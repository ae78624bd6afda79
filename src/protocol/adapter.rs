//! Modbus-RTU-over-HTTP transport.
//!
//! Each request frame is hex-encoded into `{"frame": "<HEX>"}` and POSTed to
//! the simulator's read or write endpoint; the reply carries the response
//! frame in the same shape.  On top of the HTTP retry layer every logical
//! read/write gets exactly one extra attempt when the reply was malformed,
//! failed its CRC, or was a transient exception (Acknowledge / Busy).

use log::{info, warn};
use serde::{Deserialize, Serialize};

use crate::app::ports::{HttpMethod, HttpRequest};
use crate::error::{Fault, Result};
use crate::faults::retry_delay_ms;
use crate::net::{INVERTER_TIMEOUT_MS, NetIo};
use crate::registers::RegisterSelection;

use super::frame::{
    DecodedValues, RequestFrame, build_read_frame, build_write_frame, decode_hex, encode_hex,
    parse_read_response, parse_write_response, project,
};

const READ_PATH: &str = "/api/inverter/read";
const WRITE_PATH: &str = "/api/inverter/write";
const MODULE: &str = "Protocol";

#[derive(Serialize, Deserialize)]
struct FrameBody<'a> {
    frame: &'a str,
}

#[derive(Deserialize)]
struct FrameReply {
    frame: String,
}

/// Counters exposed for diagnostics.
#[derive(Debug, Default, Clone, Copy, PartialEq, Eq)]
pub struct AdapterStats {
    pub requests: u32,
    pub successes: u32,
    pub crc_errors: u32,
    pub corrupt_frames: u32,
    pub exceptions: u32,
    pub timeouts: u32,
    pub http_errors: u32,
    pub logical_retries: u32,
    pub recovered: u32,
}

/// Whether a failed exchange earns its single logical retry.
fn is_retryable(fault: Fault) -> bool {
    matches!(fault, Fault::CrcError | Fault::CorruptFrame) || fault.is_transient_exception()
}

/// Client for the inverter simulator.
pub struct ProtocolAdapter {
    read_url: String,
    write_url: String,
    api_key: String,
    stats: AdapterStats,
}

impl ProtocolAdapter {
    pub fn new(base_url: &str, api_key: &str) -> Self {
        let base = base_url.trim_end_matches('/');
        Self {
            read_url: format!("{base}{READ_PATH}"),
            write_url: format!("{base}{WRITE_PATH}"),
            api_key: api_key.to_string(),
            stats: AdapterStats::default(),
        }
    }

    pub fn stats(&self) -> AdapterStats {
        self.stats
    }

    /// Read `selection` with one contiguous Read-Holding-Registers request
    /// and project the span back onto the selection order.
    pub fn read_registers(
        &mut self,
        net: &mut NetIo<'_>,
        slave: u8,
        selection: &RegisterSelection,
    ) -> Result<DecodedValues> {
        let (start, count) = selection.span();
        let frame = build_read_frame(slave, start, count);
        let url = self.read_url.clone();
        let words = self.exchange(net, &url, &frame, |reply| {
            parse_read_response(reply, slave, count)
        })?;
        Ok(project(start, &words, selection))
    }

    /// Write one holding register; the slave must echo the request.
    pub fn write_register(
        &mut self,
        net: &mut NetIo<'_>,
        slave: u8,
        address: u16,
        value: u16,
    ) -> Result<()> {
        let frame = build_write_frame(slave, address, value);
        let url = self.write_url.clone();
        self.exchange(net, &url, &frame, |reply| parse_write_response(reply, &frame))?;
        info!("{}: wrote register {} = {}", MODULE, address, value);
        Ok(())
    }

    fn exchange<T>(
        &mut self,
        net: &mut NetIo<'_>,
        url: &str,
        frame: &RequestFrame,
        parse: impl Fn(&[u8]) -> Result<T>,
    ) -> Result<T> {
        let mut retries: u8 = 0;
        loop {
            self.stats.requests += 1;
            let result = self.transact(net, url, frame).and_then(|reply| parse(&reply));
            match result {
                Ok(value) => {
                    self.stats.successes += 1;
                    if retries > 0 {
                        self.stats.recovered += 1;
                    }
                    return Ok(value);
                }
                Err(fault) => {
                    self.count(fault);
                    if retries == 0 && is_retryable(fault) {
                        let delay = retry_delay_ms(fault, retries);
                        warn!("{}: {}, retrying once in {} ms", MODULE, fault, delay);
                        self.stats.logical_retries += 1;
                        net.clock.sleep_ms(delay);
                        retries += 1;
                        self.report(net, fault, url, retries, true);
                        continue;
                    }
                    if retries > 0 {
                        self.report(net, fault, url, retries, false);
                    }
                    return Err(fault);
                }
            }
        }
    }

    /// Log the retry and POST the recovery event.  `attempting` marks the
    /// entry written when the retry is issued; the final outcome follows
    /// only when the retry also fails.
    fn report(&self, net: &mut NetIo<'_>, fault: Fault, url: &str, retries: u8, attempting: bool) {
        let now = net.clock.now_ms();
        let action = if attempting { "retry_request" } else { "retry_exhausted" };
        net.faults
            .log_fault(now, fault, url, MODULE, attempting, action, retries);
        net.faults.report_latest(&mut *net.http);
    }

    fn transact(&self, net: &mut NetIo<'_>, url: &str, frame: &RequestFrame) -> Result<Vec<u8>> {
        let hex = encode_hex(frame);
        let body = serde_json::to_vec(&FrameBody { frame: &hex }).map_err(|_| Fault::CorruptFrame)?;
        let headers = [
            ("Authorization", self.api_key.as_str()),
            ("Content-Type", "application/json"),
        ];
        let request = HttpRequest {
            method: HttpMethod::Post,
            url,
            headers: &headers,
            body: &body,
            timeout_ms: INVERTER_TIMEOUT_MS,
        };
        let response = net.send(MODULE, &request).map_err(|f| match f {
            Fault::Timeout => Fault::ModbusTimeout,
            other => other,
        })?;
        let reply: FrameReply =
            serde_json::from_slice(&response.body).map_err(|_| Fault::CorruptFrame)?;
        decode_hex(&reply.frame)
    }

    fn count(&mut self, fault: Fault) {
        match fault {
            Fault::CrcError => self.stats.crc_errors += 1,
            Fault::CorruptFrame => self.stats.corrupt_frames += 1,
            Fault::ModbusException(_) => self.stats.exceptions += 1,
            Fault::ModbusTimeout => self.stats.timeouts += 1,
            Fault::HttpError(_) | Fault::ConnectionFailed => self.stats.http_errors += 1,
            _ => {}
        }
    }
}

#[cfg(test)]
mod tests {
    use super::*;
    use crate::app::ports::{Clock, HttpPort, HttpResponse, TransportError};
    use crate::faults::FaultLogger;
    use crate::protocol::frame::{build_exception_response, build_read_response, FN_READ_HOLDING};
    use crate::registers::RegisterId;
    use core::cell::Cell;
    use std::collections::VecDeque;

    /// Replies with queued frames and records every request body.
    struct Simulator {
        replies: VecDeque<Vec<u8>>,
        requests: Vec<String>,
    }

    impl HttpPort for Simulator {
        fn send(
            &mut self,
            req: &HttpRequest<'_>,
        ) -> core::result::Result<HttpResponse, TransportError> {
            if !req.url.contains("/api/inverter/") {
                return Ok(HttpResponse { status: 200, body: Vec::new() });
            }
            self.requests.push(String::from_utf8(req.body.to_vec()).unwrap());
            let frame = self.replies.pop_front().ok_or(TransportError::Timeout)?;
            let body = format!("{{\"frame\":\"{}\"}}", encode_hex(&frame));
            Ok(HttpResponse { status: 200, body: body.into_bytes() })
        }
    }

    struct TestClock(Cell<u64>);

    impl Clock for TestClock {
        fn now_us(&self) -> u64 {
            self.0.get()
        }
        fn sleep_ms(&self, ms: u64) {
            self.0.set(self.0.get() + ms * 1000);
        }
    }

    fn run<T>(
        replies: Vec<Vec<u8>>,
        f: impl FnOnce(&mut ProtocolAdapter, &mut NetIo<'_>) -> T,
    ) -> (T, Simulator, AdapterStats) {
        let mut sim = Simulator { replies: replies.into(), requests: Vec::new() };
        let clock = TestClock(Cell::new(0));
        let mut faults = FaultLogger::new("EW-1", None);
        let mut adapter = ProtocolAdapter::new("http://inverter/", "key");
        let out = {
            let mut net = NetIo::new(&mut sim, &clock, &mut faults);
            f(&mut adapter, &mut net)
        };
        (out, sim, adapter.stats())
    }

    #[test]
    fn reads_single_register() {
        let sel = RegisterSelection::new(&[RegisterId::Vac1]).unwrap();
        let (out, sim, _) = run(vec![build_read_response(0x11, &[2305])], |a, net| {
            a.read_registers(net, 0x11, &sel)
        });
        assert_eq!(out.unwrap().values.as_slice(), &[2305]);
        assert_eq!(sim.requests[0], r#"{"frame":"110300000001869A"}"#);
    }

    #[test]
    fn non_contiguous_selection_reads_span_once() {
        let sel = RegisterSelection::new(&[
            RegisterId::Vac1,
            RegisterId::Iac1,
            RegisterId::Ipv1,
            RegisterId::Pac,
        ])
        .unwrap();
        let words: Vec<u16> = (0..10).map(|i| 1000 + i).collect();
        let (out, sim, _) = run(vec![build_read_response(0x11, &words)], |a, net| {
            a.read_registers(net, 0x11, &sel)
        });
        assert_eq!(out.unwrap().values.as_slice(), &[1000, 1001, 1005, 1009]);
        assert_eq!(sim.requests.len(), 1);
        assert!(sim.requests[0].contains("11030000000A"));
    }

    #[test]
    fn transient_exception_is_retried_once() {
        let sel = RegisterSelection::new(&[RegisterId::Vac1]).unwrap();
        let busy = build_exception_response(0x11, FN_READ_HOLDING, 0x06);
        let (out, sim, stats) = run(vec![busy, build_read_response(0x11, &[7])], |a, net| {
            a.read_registers(net, 0x11, &sel)
        });
        assert_eq!(out.unwrap().values.as_slice(), &[7]);
        assert_eq!(sim.requests.len(), 2);
        assert_eq!(stats.logical_retries, 1);
        assert_eq!(stats.recovered, 1);
    }

    #[test]
    fn illegal_address_fails_immediately() {
        let sel = RegisterSelection::new(&[RegisterId::Vac1]).unwrap();
        let err = build_exception_response(0x11, FN_READ_HOLDING, 0x02);
        let (out, sim, stats) = run(vec![err], |a, net| a.read_registers(net, 0x11, &sel));
        assert_eq!(out, Err(Fault::ModbusException(0x02)));
        assert_eq!(sim.requests.len(), 1);
        assert_eq!(stats.exceptions, 1);
    }

    #[test]
    fn crc_error_after_retry_is_reported() {
        let sel = RegisterSelection::new(&[RegisterId::Vac1]).unwrap();
        let mut bad = build_read_response(0x11, &[1]);
        let last = bad.len() - 1;
        bad[last] ^= 0xFF;
        let (out, _, stats) = run(vec![bad.clone(), bad], |a, net| {
            a.read_registers(net, 0x11, &sel)
        });
        assert_eq!(out, Err(Fault::CrcError));
        assert_eq!(stats.crc_errors, 2);
    }

    #[test]
    fn write_requires_echo() {
        let req = build_write_frame(0x11, 8, 40);
        let (out, _, _) = run(vec![req.to_vec()], |a, net| a.write_register(net, 0x11, 8, 40));
        assert!(out.is_ok());
    }
}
***
**BRIEF**
Go over the listing above and return each line with "CorruptFrame".

**RESPONSE TO THIS TASK**
    matches!(fault, Fault::CrcError | Fault::CorruptFrame) || fault.is_transient_exception()
        let body = serde_json::to_vec(&FrameBody { frame: &hex }).map_err(|_| Fault::CorruptFrame)?;
            serde_json::from_slice(&response.body).map_err(|_| Fault::CorruptFrame)?;
            Fault::CorruptFrame => self.stats.corrupt_frames += 1,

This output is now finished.